Exercise prompt:
Lines to return, exactly: from the line with "use super::*;" to the line with "assert!(i.cubre_slot(Slot::H1900));" in the entries below, both included.

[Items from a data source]
//! # Intervalos de reserva y conflictos de horario
//!
//! Una reserva ocupa su mesa durante el intervalo semiabierto
//! `[hora_inicio, hora_fin)` medido en ordinales de franja: dos reservas
//! que se tocan (una termina a las 19:30 y la otra empieza a las 19:30)
//! no entran en conflicto. Solo las reservas activas (estado `reservada`)
//! bloquean la mesa; las canceladas y las completadas quedan inertes.

use chrono::NaiveDate;
use mongodb::bson::oid::ObjectId;
use serde::{Deserialize, Serialize};

use super::{Rechazo, Slot};

/// Estado del ciclo de vida de una reserva.
///
/// Nace en `reservada` y solo transiciona a `cancelada` o `completada`,
/// ambos estados terminales.
#[derive(Debug, Clone, Copy, PartialEq, Eq, Serialize, Deserialize)]
pub enum EstadoReserva {
    #[serde(rename = "reservada")]
    Reservada,
    #[serde(rename = "cancelada")]
    Cancelada,
    #[serde(rename = "completada")]
    Completada,
}

impl EstadoReserva {
    /// Solo las reservas activas cuentan para los conflictos de horario.
    pub fn es_activa(&self) -> bool {
        matches!(self, EstadoReserva::Reservada)
    }

    /// `cancelada` y `completada` no admiten más transiciones.
    pub fn es_terminal(&self) -> bool {
        !self.es_activa()
    }
}

/// Intervalo semiabierto `[inicio, fin)` en ordinales de franja.
#[derive(Debug, Clone, Copy, PartialEq, Eq)]
pub struct Intervalo {
    inicio: Slot,
    fin: Slot,
}

impl Intervalo {
    /// Construye el intervalo validando que `fin` sea estrictamente
    /// posterior a `inicio` (un intervalo vacío no es reservable).
    pub fn new(inicio: Slot, fin: Slot) -> Result<Intervalo, Rechazo> {
        if !fin.is_after(inicio) {
            return Err(Rechazo::IntervaloInvalido);
        }
        Ok(Intervalo { inicio, fin })
    }

    pub fn inicio(&self) -> Slot {
        self.inicio
    }

    pub fn fin(&self) -> Slot {
        self.fin
    }

    /// Solape clásico de intervalos semiabiertos sobre ordinales.
    pub fn solapa(&self, otro: &Intervalo) -> bool {
        self.inicio.ordinal() < otro.fin.ordinal() && otro.inicio.ordinal() < self.fin.ordinal()
    }

    /// `true` si el intervalo cubre la media hora que empieza en `slot`.
    ///
    /// Equivale a solapar con la ventana de sondeo `[slot, slot+1)`, sin
    /// necesitar que exista la franja siguiente (23:30 sondea `[23:30, fin
    /// del día)`).
    pub fn cubre_slot(&self, slot: Slot) -> bool {
        self.inicio.ordinal() <= slot.ordinal() && slot.ordinal() < self.fin.ordinal()
    }
}

/// Instantánea de una reserva existente, tal y como la ve el resolutor.
///
/// La capa de persistencia la construye a partir del documento almacenado;
/// el núcleo nunca consulta la base de datos por sí mismo.
#[derive(Debug, Clone, Copy)]
pub struct ReservaVista {
    pub id: ObjectId,
    pub id_mesa: ObjectId,
    pub fecha: NaiveDate,
    pub intervalo: Intervalo,
    pub estado: EstadoReserva,
}

/// Decide si una reserva existente entra en conflicto con un intervalo
/// candidato sobre la misma mesa.
///
/// Hay conflicto solo si la reserva está activa, es del mismo día y los
/// dos intervalos semiabiertos se solapan. Es una función pura: repetir la
/// llamada con la misma entrada devuelve siempre lo mismo.
pub fn conflicts(existente: &ReservaVista, fecha: NaiveDate, candidato: Intervalo) -> bool {
    existente.estado.es_activa()
        && existente.fecha == fecha
        && existente.intervalo.solapa(&candidato)
}

/// Comprobación completa previa a crear (o editar) una reserva.
///
/// Orden de validación:
/// 1. `fecha` no puede ser anterior a `hoy` (que aporta el llamador; el
///    núcleo no lee el reloj)
/// 2. `fin` debe ser estrictamente posterior a `inicio`
/// 3. la mesa debe estar marcada como disponible por el operador
/// 4. ninguna reserva activa de la mesa puede solapar el intervalo
///
/// Al editar una reserva existente se pasa su id en `excluir` para que no
/// entre en conflicto consigo misma.
///
/// Devuelve el [`Intervalo`] validado para que el llamador lo persista.
pub fn can_book(
    mesa_disponible: bool,
    hoy: NaiveDate,
    fecha: NaiveDate,
    inicio: Slot,
    fin: Slot,
    reservas_de_la_mesa: &[ReservaVista],
    excluir: Option<ObjectId>,
) -> Result<Intervalo, Rechazo> {
    if fecha < hoy {
        return Err(Rechazo::FechaPasada);
    }

    let candidato = Intervalo::new(inicio, fin)?;

    if !mesa_disponible {
        return Err(Rechazo::MesaNoDisponible);
    }

    let hay_conflicto = reservas_de_la_mesa
        .iter()
        .filter(|r| Some(r.id) != excluir)
        .any(|r| conflicts(r, fecha, candidato));

    if hay_conflicto {
        return Err(Rechazo::MesaYaReservada);
    }

    Ok(candidato)
}

#[cfg(test)]
mod tests {
    use super::*;

    fn fecha(s: &str) -> NaiveDate {
        NaiveDate::parse_from_str(s, "%Y-%m-%d").unwrap()
    }

    fn reserva(fecha_str: &str, inicio: Slot, fin: Slot, estado: EstadoReserva) -> ReservaVista {
        ReservaVista {
            id: ObjectId::new(),
            id_mesa: ObjectId::new(),
            fecha: fecha(fecha_str),
            intervalo: Intervalo::new(inicio, fin).unwrap(),
            estado,
        }
    }

    #[test]
    fn intervalo_exige_fin_posterior() {
        assert!(Intervalo::new(Slot::H1800, Slot::H1930).is_ok());
        assert_eq!(
            Intervalo::new(Slot::H1800, Slot::H1800),
            Err(Rechazo::IntervaloInvalido)
        );
        assert_eq!(
            Intervalo::new(Slot::H1930, Slot::H1800),
            Err(Rechazo::IntervaloInvalido)
        );
    }

    #[test]
    fn solape_semiabierto() {
        let a = Intervalo::new(Slot::H1800, Slot::H1930).unwrap();
        let b = Intervalo::new(Slot::H1830, Slot::H2000).unwrap();
        let c = Intervalo::new(Slot::H1930, Slot::H2000).unwrap();

        assert!(a.solapa(&b));
        assert!(b.solapa(&a));
        // Se tocan en 19:30 pero no comparten media hora
        assert!(!a.solapa(&c));
        assert!(!c.solapa(&a));
    }

    #[test]
    fn cubre_slot_es_la_sonda_de_media_hora() {
        let i = Intervalo::new(Slot::H1800, Slot::H1930).unwrap();

        assert!(i.cubre_slot(Slot::H1800));
        assert!(i.cubre_slot(Slot::H1900));
        // 19:30 es el extremo abierto
        assert!(!i.cubre_slot(Slot::H1930));
        assert!(!i.cubre_slot(Slot::H1730));

        // La última franja del día también se puede sondear
        let tarde = Intervalo::new(Slot::H2300, Slot::H2330).unwrap();
        assert!(!tarde.cubre_slot(Slot::H2330));
    }

    #[test]
    fn conflicto_solo_con_reservas_activas() {
        let candidato = Intervalo::new(Slot::H1830, Slot::H2000).unwrap();
        let dia = fecha("2025-06-01");

        let activa = reserva("2025-06-01", Slot::H1800, Slot::H1930, EstadoReserva::Reservada);
        let cancelada = reserva("2025-06-01", Slot::H1800, Slot::H1930, EstadoReserva::Cancelada);
        let completada =
            reserva("2025-06-01", Slot::H1800, Slot::H1930, EstadoReserva::Completada);

        assert!(conflicts(&activa, dia, candidato));
        assert!(!conflicts(&cancelada, dia, candidato));
        assert!(!conflicts(&completada, dia, candidato));

        // Misma llamada, mismo resultado
        assert!(conflicts(&activa, dia, candidato));
    }

    #[test]
    fn conflicto_exige_misma_fecha() {
        let candidato = Intervalo::new(Slot::H1830, Slot::H2000).unwrap();
        let activa = reserva("2025-06-01", Slot::H1800, Slot::H1930, EstadoReserva::Reservada);

        assert!(!conflicts(&activa, fecha("2025-06-02"), candidato));
    }

    #[test]
    fn can_book_rechaza_fecha_pasada() {
        let hoy = fecha("2025-06-01");

        assert_eq!(
            can_book(true, hoy, fecha("2025-05-31"), Slot::H1000, Slot::H1100, &[], None),
            Err(Rechazo::FechaPasada)
        );
        // Hoy mismo sí se puede reservar
        assert!(can_book(true, hoy, hoy, Slot::H1000, Slot::H1100, &[], None).is_ok());
    }

    #[test]
    fn can_book_rechaza_mesa_no_disponible() {
        let hoy = fecha("2025-06-01");

        assert_eq!(
            can_book(false, hoy, hoy, Slot::H1000, Slot::H1100, &[], None),
            Err(Rechazo::MesaNoDisponible)
        );
    }

    #[test]
    fn can_book_detecta_solape_con_reserva_activa() {
        let hoy = fecha("2025-06-01");
        let existentes = [reserva(
            "2025-06-01",
            Slot::H1800,
            Slot::H1930,
            EstadoReserva::Reservada,
        )];

        assert_eq!(
            can_book(true, hoy, hoy, Slot::H1830, Slot::H2000, &existentes, None),
            Err(Rechazo::MesaYaReservada)
        );
        // Intervalos que se tocan en 19:30: sin conflicto
        assert!(can_book(true, hoy, hoy, Slot::H1930, Slot::H2000, &existentes, None).is_ok());
    }

    #[test]
    fn can_book_excluye_la_reserva_que_se_edita() {
        let hoy = fecha("2025-06-01");
        let propia = reserva("2025-06-01", Slot::H1800, Slot::H1930, EstadoReserva::Reservada);

        // Sin exclusión la reserva choca consigo misma
        assert_eq!(
            can_book(true, hoy, hoy, Slot::H1800, Slot::H2000, &[propia], None),
            Err(Rechazo::MesaYaReservada)
        );
        // Con exclusión puede ampliar su propio horario
        assert!(
            can_book(true, hoy, hoy, Slot::H1800, Slot::H2000, &[propia], Some(propia.id)).is_ok()
        );
    }

    #[test]
    fn can_book_ordena_las_validaciones() {
        let hoy = fecha("2025-06-01");

        // La fecha pasada gana al intervalo invertido
        assert_eq!(
            can_book(false, hoy, fecha("2025-05-01"), Slot::H1100, Slot::H1000, &[], None),
            Err(Rechazo::FechaPasada)
        );
        // El intervalo invertido gana a la mesa no disponible
        assert_eq!(
            can_book(false, hoy, hoy, Slot::H1100, Slot::H1000, &[], None),
            Err(Rechazo::IntervaloInvalido)
        );
    }
}
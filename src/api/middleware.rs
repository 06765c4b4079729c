//! # Utilidades de logging para errores
//!
//! Helpers para registrar la cadena completa de fuentes de un error antes
//! de convertirlo en respuesta HTTP.

use std::error::Error as StdError;

/// Registra la cadena completa de errores con su contexto
///
/// # Parámetros
/// - `error`: Error a analizar y registrar
/// - `context`: Contexto opcional para añadir información
pub fn log_error_chain<E>(error: &E, context: Option<&str>)
where
    E: StdError + 'static,
{
    let mut error_chain = Vec::new();
    let mut current_error: Option<&dyn StdError> = Some(error);

    while let Some(err) = current_error {
        error_chain.push(err.to_string());
        current_error = err.source();
    }

    if let Some(ctx) = context {
        tracing::error!(
            context = %ctx,
            error_chain = ?error_chain,
            "Error with full chain (with context)"
        );
    } else {
        tracing::error!(
            error_chain = ?error_chain,
            "Error with full chain"
        );
    }
}

/// Extension trait para Results que añade logging automático de error chains
///
/// # Ejemplo de uso
/// ```ignore
/// some_operation()
///     .await
///     .log_error_context("during database operation")?;
/// ```
pub trait ErrorLogExt<T, E> {
    /// Loggea la cadena de errores con contexto adicional
    fn log_error_context(self, context: &str) -> Result<T, E>;
}

impl<T, E> ErrorLogExt<T, E> for Result<T, E>
where
    E: StdError + 'static,
{
    fn log_error_context(self, context: &str) -> Result<T, E> {
        if let Err(ref error) = self {
            log_error_chain(error, Some(context));
        }
        self
    }
}
//! # API de Restaurantes
//!
//! Este módulo maneja todas las operaciones relacionadas con restaurantes:
//! - Registro de nuevos restaurantes (con las dimensiones fijas del plano)
//! - Login y autenticación
//! - Listado de restaurantes
//! - Cambio de estado operativo
//! - Validación de tokens de acceso

use actix_web::{get, post, web, HttpRequest, HttpResponse, Responder};
use mongodb::bson::{doc, oid::ObjectId, to_bson};
use serde::{Deserialize, Serialize};
use serde_json::json;
use uuid::Uuid;

use super::middleware::ErrorLogExt;
use super::reservation::extract_token;
use super::{AppError, AppResult};
use crate::core::GridBounds;
use crate::db::{EstadoRestaurante, MongoRepo, Restaurante};

/// Estructura para el registro de restaurantes
#[derive(Deserialize)]
struct RegisterRestaurant {
    /// Nombre del restaurante
    name: String,
    /// Contraseña (debería estar hasheada en producción)
    password: String,
    /// Ancho de la cuadrícula del plano, en celdas (1..=10)
    max_x: i32,
    /// Alto de la cuadrícula del plano, en celdas (1..=10)
    max_y: i32,
}

#[derive(Deserialize)]
struct LoginRequest {
    name: String,
    password: String,
}

#[derive(Deserialize)]
struct StatusChange {
    estado: EstadoRestaurante,
}

#[derive(Serialize)]
struct RestaurantInfo {
    id: String,
    nombre: String,
    max_x: i32,
    max_y: i32,
    estado: EstadoRestaurante,
}

/// Registra un nuevo restaurante en el sistema
///
/// Las dimensiones del plano (`max_x`, `max_y`) quedan fijadas aquí y no
/// se pueden cambiar después: todas las regiones de mesa se validarán
/// contra esta cuadrícula.
///
/// # Respuesta
///
/// ```json
/// {
///   "access_token": "uuid-token",
///   "message": "Restaurante registrado correctamente",
///   "id": "mongodb-object-id"
/// }
/// ```
///
/// # Errores
///
/// - `400 Bad Request`: Datos de validación incorrectos
/// - `409 Conflict`: El restaurante ya existe
/// - `500 Internal Server Error`: Error de base de datos
#[post("/restaurants/register")]
async fn register_restaurant(
    repo: web::Data<MongoRepo>,
    data: web::Json<RegisterRestaurant>,
) -> AppResult<impl Responder> {
    // Validación básica
    if data.name.trim().is_empty() {
        return Err(AppError::Validation("El nombre del restaurante es requerido".to_string()));
    }

    if data.password.len() < 6 {
        return Err(AppError::Validation("La contraseña debe tener al menos 6 caracteres".to_string()));
    }

    if !GridBounds::son_validas(data.max_x, data.max_y) {
        return Err(AppError::Validation(format!(
            "Las dimensiones del plano deben estar entre 1 y {} celdas por eje",
            GridBounds::LADO_MAXIMO
        )));
    }

    // Verificar si el restaurante ya existe
    let restaurantes = repo.restaurantes();

    let existing = restaurantes
        .find_one(doc! { "nombre": &data.name })
        .await
        .log_error_context("checking if restaurant exists")
        .map_err(|e| AppError::database("check_restaurant_exists", e))?;

    if existing.is_some() {
        return Err(AppError::Conflict("El restaurante ya existe".to_string()));
    }

    let access_token = Uuid::new_v4().to_string();

    let restaurante = Restaurante {
        id: None,
        nombre: data.name.clone(),
        password: data.password.clone(),
        access_token: access_token.clone(),
        max_x: data.max_x,
        max_y: data.max_y,
        estado: EstadoRestaurante::Activo,
        created_at: MongoRepo::current_timestamp(),
    };

    let result = restaurantes
        .insert_one(restaurante)
        .await
        .log_error_context("inserting new restaurant")
        .map_err(|e| AppError::database("register_restaurant", e))?;

    Ok(HttpResponse::Ok().json(json!({
        "access_token": access_token,
        "message": "Restaurante registrado correctamente",
        "id": result.inserted_id.as_object_id().unwrap().to_hex()
    })))
}

#[post("/restaurants/login")]
async fn login_restaurant(
    repo: web::Data<MongoRepo>,
    data: web::Json<LoginRequest>,
) -> AppResult<impl Responder> {
    // Validación básica
    if data.name.is_empty() || data.password.is_empty() {
        return Err(AppError::Validation("Nombre y contraseña son requeridos".to_string()));
    }

    let restaurantes = repo.restaurantes();

    let restaurante = restaurantes
        .find_one(doc! {
            "nombre": &data.name,
            "password": &data.password
        })
        .await
        .map_err(|e| AppError::database("login_restaurant", e))?;

    match restaurante {
        Some(restaurante) => Ok(HttpResponse::Ok().json(json!({
            "access_token": restaurante.access_token,
            "id_restaurante": restaurante.id.unwrap().to_hex(),
            "message": "Login exitoso"
        }))),
        None => Err(AppError::Unauthorized("Credenciales incorrectas".to_string())),
    }
}

#[get("/restaurants/all")]
async fn list_restaurants(repo: web::Data<MongoRepo>) -> AppResult<impl Responder> {
    let restaurantes = repo.restaurantes();

    let cursor = restaurantes
        .find(doc! {})
        .await
        .log_error_context("listing all restaurants")
        .map_err(|e| AppError::database("list_restaurants", e))?;

    let mut results = Vec::new();
    let mut cursor = cursor;

    while cursor.advance().await.map_err(|e| AppError::database("list_restaurants_cursor", e))? {
        let restaurante = cursor
            .deserialize_current()
            .map_err(|e| AppError::Internal(format!("Error deserializando restaurante: {}", e)))?;

        results.push(RestaurantInfo {
            id: restaurante.id.unwrap().to_hex(),
            nombre: restaurante.nombre,
            max_x: restaurante.max_x,
            max_y: restaurante.max_y,
            estado: restaurante.estado,
        });
    }

    Ok(HttpResponse::Ok().json(results))
}

/// Cambia el estado operativo del restaurante autenticado
///
/// Estados posibles: `inactivo`, `activo`, `mantenimiento`. El estado no
/// afecta al plano ni a las reservas ya creadas; solo el alta de nuevas
/// reservas exige que el restaurante esté activo.
#[post("/restaurants/status")]
async fn change_status(
    repo: web::Data<MongoRepo>,
    data: web::Json<StatusChange>,
    req: HttpRequest,
) -> AppResult<impl Responder> {
    let token = extract_token(&req)?;
    let id_restaurante = validate_access_token(repo.get_ref(), &token).await?;

    let estado = to_bson(&data.estado)
        .map_err(|e| AppError::Internal(format!("Error serializando estado: {}", e)))?;

    let result = repo
        .restaurantes()
        .update_one(
            doc! { "_id": id_restaurante },
            doc! { "$set": { "estado": estado } },
        )
        .await
        .map_err(|e| AppError::database("change_restaurant_status", e))?;

    if result.matched_count == 0 {
        return Err(AppError::NotFound("Restaurante no encontrado".to_string()));
    }

    Ok(HttpResponse::Ok().json(json!({
        "message": "Estado actualizado correctamente",
        "estado": data.estado,
    })))
}

/// Valida un token de acceso y devuelve el id del restaurante propietario
pub async fn validate_access_token(repo: &MongoRepo, token: &str) -> AppResult<ObjectId> {
    let restaurantes = repo.restaurantes();

    let restaurante = restaurantes
        .find_one(doc! { "access_token": token })
        .await
        .log_error_context("validating access token")
        .map_err(|e| AppError::database("validate_token", e))?;

    match restaurante {
        Some(restaurante) => Ok(restaurante.id.unwrap()),
        None => Err(AppError::Unauthorized("Token inválido".to_string())),
    }
}

/// Como [`validate_access_token`], pero devuelve el documento completo
/// (hace falta para conocer las dimensiones del plano al validar regiones)
pub async fn restaurante_por_token(repo: &MongoRepo, token: &str) -> AppResult<Restaurante> {
    let restaurante = repo
        .restaurantes()
        .find_one(doc! { "access_token": token })
        .await
        .log_error_context("fetching restaurant by token")
        .map_err(|e| AppError::database("restaurante_por_token", e))?;

    restaurante.ok_or_else(|| AppError::Unauthorized("Token inválido".to_string()))
}

pub fn routes(cfg: &mut web::ServiceConfig) {
    cfg.service(register_restaurant);
    cfg.service(login_restaurant);
    cfg.service(list_restaurants);
    cfg.service(change_status);
}
//! # Escalera de franjas horarias
//!
//! El restaurante trabaja con franjas fijas de media hora, desde las 05:00
//! hasta las 23:30 (38 franjas en total). La escalera es constante y se
//! serializa en el API con su etiqueta de reloj `HH:MM`, igual que el campo
//! `hora` de las reservas.

use serde::{Deserialize, Serialize};

/// Define la escalera completa de franjas: enum + tabla ordenada + etiquetas.
macro_rules! franjas {
    ($($variant:ident => $label:literal),+ $(,)?) => {
        /// Una franja de media hora del día de servicio.
        ///
        /// El orden de declaración define el ordinal (`Ord` deriva de él),
        /// que es la unidad en la que se comparan los intervalos de reserva.
        #[derive(Debug, Clone, Copy, PartialEq, Eq, PartialOrd, Ord, Hash, Serialize, Deserialize)]
        pub enum Slot {
            $(#[serde(rename = $label)] $variant),+
        }

        impl Slot {
            /// Todas las franjas, en orden ascendente.
            pub const ALL: [Slot; 38] = [$(Slot::$variant),+];

            /// Etiqueta de reloj `HH:MM` de la franja.
            pub fn label(&self) -> &'static str {
                match self {
                    $(Slot::$variant => $label),+
                }
            }

            /// Busca una franja por su etiqueta `HH:MM`.
            pub fn from_label(label: &str) -> Option<Slot> {
                match label {
                    $($label => Some(Slot::$variant),)+
                    _ => None,
                }
            }
        }
    };
}

franjas! {
    H0500 => "05:00", H0530 => "05:30",
    H0600 => "06:00", H0630 => "06:30",
    H0700 => "07:00", H0730 => "07:30",
    H0800 => "08:00", H0830 => "08:30",
    H0900 => "09:00", H0930 => "09:30",
    H1000 => "10:00", H1030 => "10:30",
    H1100 => "11:00", H1130 => "11:30",
    H1200 => "12:00", H1230 => "12:30",
    H1300 => "13:00", H1330 => "13:30",
    H1400 => "14:00", H1430 => "14:30",
    H1500 => "15:00", H1530 => "15:30",
    H1600 => "16:00", H1630 => "16:30",
    H1700 => "17:00", H1730 => "17:30",
    H1800 => "18:00", H1830 => "18:30",
    H1900 => "19:00", H1930 => "19:30",
    H2000 => "20:00", H2030 => "20:30",
    H2100 => "21:00", H2130 => "21:30",
    H2200 => "22:00", H2230 => "22:30",
    H2300 => "23:00", H2330 => "23:30",
}

impl Slot {
    /// Posición de la franja dentro de la escalera (0..38).
    pub fn ordinal(&self) -> u8 {
        *self as u8
    }

    /// La franja siguiente, o `None` para la última (23:30).
    pub fn next(&self) -> Option<Slot> {
        Slot::ALL.get(self.ordinal() as usize + 1).copied()
    }

    /// `true` si `self` es estrictamente posterior a `otra`.
    pub fn is_after(&self, otra: Slot) -> bool {
        self.ordinal() > otra.ordinal()
    }
}
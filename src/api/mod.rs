//! # Módulo API
//!
//! Este módulo contiene todas las rutas y controladores de la API REST.
//!
//! ## Módulos principales
//!
//! - [`restaurant`] - Gestión de restaurantes (registro, login, estado)
//! - [`table`] - Gestión de mesas sobre el plano (crear, editar, eliminar)
//! - [`reservation`] - Gestión de reservas (crear, editar, completar, cancelar)
//! - [`visual`] - Vistas del plano: foto física y disponibilidad calculada
//! - [`errors`] - Manejo de errores de la aplicación

pub mod errors;
pub mod reservation;
pub mod restaurant;
pub mod table;
pub mod visual;
mod middleware;

// Re-exportar tipos comunes para facilitar su uso
pub use errors::{AppError, AppResult, ErrorResponse};

use actix_web::web;

/// Configura todas las rutas de la API
///
/// ## Rutas configuradas
///
/// - `/restaurants/*` - Ver [`restaurant::routes`]
/// - `/tables/*` - Ver [`table::routes`]
/// - `/reservations/*` - Ver [`reservation::routes`]
/// - `/visual/*` - Ver [`visual::routes`]
pub fn init_routes(cfg: &mut web::ServiceConfig) {
    reservation::routes(cfg);
    restaurant::routes(cfg);
    table::routes(cfg);
    visual::routes(cfg);
}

Reply to the exercise:
    use super::*;

    fn fecha(s: &str) -> NaiveDate {
        NaiveDate::parse_from_str(s, "%Y-%m-%d").unwrap()
    }

    fn reserva(fecha_str: &str, inicio: Slot, fin: Slot, estado: EstadoReserva) -> ReservaVista {
        ReservaVista {
            id: ObjectId::new(),
            id_mesa: ObjectId::new(),
            fecha: fecha(fecha_str),
            intervalo: Intervalo::new(inicio, fin).unwrap(),
            estado,
        }
    }

    #[test]
    fn intervalo_exige_fin_posterior() {
        assert!(Intervalo::new(Slot::H1800, Slot::H1930).is_ok());
        assert_eq!(
            Intervalo::new(Slot::H1800, Slot::H1800),
            Err(Rechazo::IntervaloInvalido)
        );
        assert_eq!(
            Intervalo::new(Slot::H1930, Slot::H1800),
            Err(Rechazo::IntervaloInvalido)
        );
    }

    #[test]
    fn solape_semiabierto() {
        let a = Intervalo::new(Slot::H1800, Slot::H1930).unwrap();
        let b = Intervalo::new(Slot::H1830, Slot::H2000).unwrap();
        let c = Intervalo::new(Slot::H1930, Slot::H2000).unwrap();

        assert!(a.solapa(&b));
        assert!(b.solapa(&a));
        // Se tocan en 19:30 pero no comparten media hora
        assert!(!a.solapa(&c));
        assert!(!c.solapa(&a));
    }

    #[test]
    fn cubre_slot_es_la_sonda_de_media_hora() {
        let i = Intervalo::new(Slot::H1800, Slot::H1930).unwrap();

        assert!(i.cubre_slot(Slot::H1800));
        assert!(i.cubre_slot(Slot::H1900));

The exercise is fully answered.